La tragedia della famiglia albanese in Italia: avevano ancora segni di vita quando entrai nell'appartamento

Una grande tragedia si è verificata mercoledì sera nella piccola città di Porcar, Italia, dove una famiglia albanese ha perso la vita a causa di avvelenamento dal flusso di gas. Art Kola, 48, sua moglie Jonida, 43, figlio Heidi, 22, e figlia Jessica, 15, hanno perso la vita dopo il suo [...] monossido.
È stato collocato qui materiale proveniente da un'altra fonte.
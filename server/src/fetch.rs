//! Pull-through fetching.
//!
//! On a local miss the configured upstream caches are probed strictly
//! in order: narinfo, then the NAR itself, downloaded to a temporary
//! file, decompressed and restored into the local store. The first
//! upstream whose object restores wins; every failure along the way is
//! absorbed and the next upstream is tried. Callers only ever see a hit
//! or a miss.

use std::path::PathBuf;

use displaydoc::Display;
use tempfile::NamedTempFile;
use tokio::fs::File;
use tokio::io::AsyncRead;
use tracing::instrument;

use nixmirror_common::narinfo::{self, NarInfo};
use nixmirror_common::store_path::StorePathHash;

use crate::decompress::{self, Compression};
use crate::upstream;
use crate::State;

/// Why a single upstream attempt failed.
#[derive(Debug, Display)]
enum AttemptError {
    /// upstream request failed: {0}
    Upstream(upstream::Error),
    /// invalid narinfo: {0}
    BadNarInfo(narinfo::Error),
    /// unsupported compression "{0}"
    UnsupportedCompression(String),
    /// temporary file error: {0}
    TempFile(std::io::Error),
    /// restore failed: {0}
    Restore(crate::error::ServerError),
}

impl AttemptError {
    fn is_miss(&self) -> bool {
        matches!(self, Self::Upstream(e) if e.is_miss())
    }
}

/// Attempts to materialize the path for `hash` from the configured
/// upstreams, returning its store path on success.
pub async fn fetch(state: &State, hash: &StorePathHash) -> Option<PathBuf> {
    for upstream_url in &state.config.upstream_caches {
        let upstream_url = upstream_url.strip_suffix('/').unwrap_or(upstream_url);

        match fetch_one(state, upstream_url, hash).await {
            Ok(store_path) => {
                tracing::info!("fetched {} from {}", store_path.display(), upstream_url);
                return Some(store_path);
            }
            Err(e) if e.is_miss() => {
                tracing::debug!("{} does not have {}", upstream_url, hash);
            }
            Err(e) => {
                tracing::warn!("fetching {} from {} failed: {}", hash, upstream_url, e);
            }
        }
    }

    None
}

/// Runs the probe → download → decompress → restore pipeline against a
/// single upstream.
#[instrument(skip(state))]
async fn fetch_one(
    state: &State,
    upstream_url: &str,
    hash: &StorePathHash,
) -> Result<PathBuf, AttemptError> {
    let narinfo_url = format!("{}/{}.narinfo", upstream_url, hash);
    let body = state
        .upstream
        .get(&narinfo_url)
        .await
        .map_err(AttemptError::Upstream)?;
    let info = NarInfo::parse(&String::from_utf8_lossy(&body)).map_err(AttemptError::BadNarInfo)?;

    let compression = Compression::from_tag(&info.compression)
        .ok_or_else(|| AttemptError::UnsupportedCompression(info.compression.clone()))?;
    let nar_url = format!("{}/{}", upstream_url, info.url);

    // Deleted on drop, whichever way this attempt ends.
    let download = NamedTempFile::new().map_err(AttemptError::TempFile)?;
    state
        .upstream
        .get_to_file(&nar_url, download.path())
        .await
        .map_err(AttemptError::Upstream)?;

    let compressed = File::open(download.path())
        .await
        .map_err(AttemptError::TempFile)?;
    let mut nar: Box<dyn AsyncRead + Unpin + Send> = decompress::decoder(compression, compressed);
    if let Some(nar_size) = info.nar_size {
        nar = Box::new(decompress::Capped::new(nar, nar_size));
    }

    let store = state.store();
    match store.restore_path(&info.store_path, nar).await {
        Ok(()) => Ok(info.store_path),
        Err(e) => {
            // A concurrent fetch of the same path may have won the
            // restore race; a now-present path is still a hit.
            match store.lookup_by_hash_part(hash).await {
                Ok(Some(store_path)) => Ok(store_path),
                _ => Err(AttemptError::Restore(e)),
            }
        }
    }
}
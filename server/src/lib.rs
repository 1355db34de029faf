pub mod api;
pub mod config;
pub mod decompress;
pub mod error;
pub mod fetch;
pub mod store;
pub mod upstream;

use anyhow::Result;
use std::sync::Arc;

use axum::{extract::Extension, http::Uri, Router, Server};
use tower_http::catch_panic::CatchPanicLayer;
use tower_http::trace::TraceLayer;

use nixmirror_common::signing::Keypair;

use crate::config::Config;
use crate::error::{ErrorKind, ServerResult};
use crate::store::{nix::NixStoreBackend, StoreBackend};

/// Global server state.
///
/// Immutable once the server is up; request handlers share it through
/// an `Arc`.
#[derive(Debug)]
pub struct State {
    /// Server configuration.
    config: Config,
    /// Handle to the store gateway.
    store: Arc<Box<dyn StoreBackend>>,
    /// Shared HTTP client for the upstream caches.
    upstream: upstream::Client,
    /// Keypair signing outgoing narinfos, if configured.
    keypair: Option<Keypair>,
}
impl State {
    async fn new(config: Config) -> Result<Arc<Self>> {
        let keypair = match &config.secret_key_file {
            Some(path) => {
                let contents = tokio::fs::read_to_string(path).await?;
                Some(Keypair::from_str(contents.trim())?)
            }
            None => None,
        };

        let store: Box<dyn StoreBackend> = Box::new(NixStoreBackend::new(config.store_dir.clone()));

        Ok(Arc::new(Self {
            config,
            store: Arc::new(store),
            upstream: upstream::Client::new()?,
            keypair,
        }))
    }

    /// Returns a handle to the store gateway.
    fn store(&self) -> Arc<Box<dyn StoreBackend>> {
        Arc::clone(&self.store)
    }

    #[cfg(test)]
    fn for_tests(
        config: Config,
        store: Box<dyn StoreBackend>,
        keypair: Option<Keypair>,
    ) -> Arc<Self> {
        Arc::new(Self {
            config,
            store: Arc::new(store),
            upstream: upstream::Client::new().unwrap(),
            keypair,
        })
    }
}

/// Runs the API server.
pub async fn run_api_server(config: Config) -> Result<()> {
    tracing::info!("Starting API server...");

    if config.upstream_caches.is_empty() {
        tracing::warn!("No upstream caches configured, local misses will not be pulled through.");
    }
    if config.secret_key_file.is_none() {
        tracing::info!("No secret key configured, forwarding upstream signatures verbatim.");
    }

    let listen = config.listen;
    let state = State::new(config).await?;

    let rest = Router::new()
        .merge(api::router())
        .fallback(fallback)
        .layer(Extension(state))
        .layer(TraceLayer::new_for_http())
        .layer(CatchPanicLayer::new());

    tracing::info!("Listening on {:?}...", listen);
    Server::bind(&listen).serve(rest.into_make_service()).await?;

    Ok(())
}

/// The fallback route.
#[axum_macros::debug_handler]
async fn fallback(_: Uri) -> ServerResult<()> {
    Err(ErrorKind::NotFound.into())
}
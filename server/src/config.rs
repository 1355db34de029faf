use std::env;
use std::fs::read_to_string;
use std::net::SocketAddr;
use std::path::{Path, PathBuf};

use anyhow::Result;
use serde::Deserialize;

/// Environment variable naming the signing key file.
pub const ENV_SECRET_KEY_FILE: &str = "NIX_SECRET_KEY_FILE";

/// Environment variable overriding the upstream cache list.
pub const ENV_UPSTREAM_CACHES: &str = "NIX_UPSTREAM_CACHES";

/// Loads the configuration, applying environment overrides.
///
/// A missing config file is not an error; defaults are used instead.
pub async fn load(config_path: Option<&Path>) -> Result<Config> {
    let mut config = match config_path {
        Some(path) if path.is_file() => toml::from_str(&read_to_string(path)?)?,
        _ => Config::default(),
    };

    config.apply_env();

    Ok(config)
}

#[derive(Debug, Clone, Deserialize)]
#[serde(deny_unknown_fields)]
pub struct Config {
    /// Socket address to listen on.
    #[serde(default = "default_listen_address")]
    pub listen: SocketAddr,

    /// The local Nix store directory.
    #[serde(rename = "store-dir", default = "default_store_dir")]
    pub store_dir: PathBuf,

    /// Priority advertised in `/nix-cache-info`.
    ///
    /// A lower number denotes a higher priority; <https://cache.nixos.org>
    /// advertises 40.
    #[serde(default = "default_priority")]
    pub priority: i32,

    /// Upstream caches to pull missing paths from, in probe order.
    ///
    /// An empty list disables pull-through entirely.
    #[serde(rename = "upstream-caches", default = "default_upstream_caches")]
    pub upstream_caches: Vec<String>,

    /// File whose trimmed contents are the signing keypair.
    ///
    /// When unset, upstream signatures are forwarded verbatim instead.
    #[serde(rename = "secret-key-file", default)]
    pub secret_key_file: Option<PathBuf>,
}

impl Default for Config {
    fn default() -> Self {
        Self {
            listen: default_listen_address(),
            store_dir: default_store_dir(),
            priority: default_priority(),
            upstream_caches: default_upstream_caches(),
            secret_key_file: None,
        }
    }
}

impl Config {
    /// Applies `NIX_SECRET_KEY_FILE` and `NIX_UPSTREAM_CACHES`.
    ///
    /// The environment wins over the config file. An upstream list that
    /// is set but empty yields no upstreams at all.
    fn apply_env(&mut self) {
        if let Ok(path) = env::var(ENV_SECRET_KEY_FILE) {
            if !path.is_empty() {
                self.secret_key_file = Some(PathBuf::from(path));
            }
        }

        if let Ok(caches) = env::var(ENV_UPSTREAM_CACHES) {
            self.upstream_caches = caches
                .split(',')
                .map(str::trim)
                .filter(|entry| !entry.is_empty())
                .map(str::to_string)
                .collect();
        }
    }
}

fn default_listen_address() -> SocketAddr {
    "0.0.0.0:5000".parse().unwrap()
}

fn default_store_dir() -> PathBuf {
    "/nix/store".into()
}

fn default_priority() -> i32 {
    30
}

fn default_upstream_caches() -> Vec<String> {
    vec!["https://cache.nixos.org".to_string()]
}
Una grande tragedia si è verificata mercoledì sera nella piccola città di Porcar, Italia, dove una famiglia albanese ha perso la vita a causa di avvelenamento dal flusso di gas.
Arti Kola, 48 anni, sua moglie Jonida, 43 anni, figlio Hajdar, 22 anni e figlia Jessica, 15 anni, hanno perso la vita dopo che il monossido di carbonio è uscito da una casa rotta.
Ernest Cela, uno dei vicini della famiglia che è arrivato sulla scena, ha descritto i momenti di trovare quattro corpi senza vita.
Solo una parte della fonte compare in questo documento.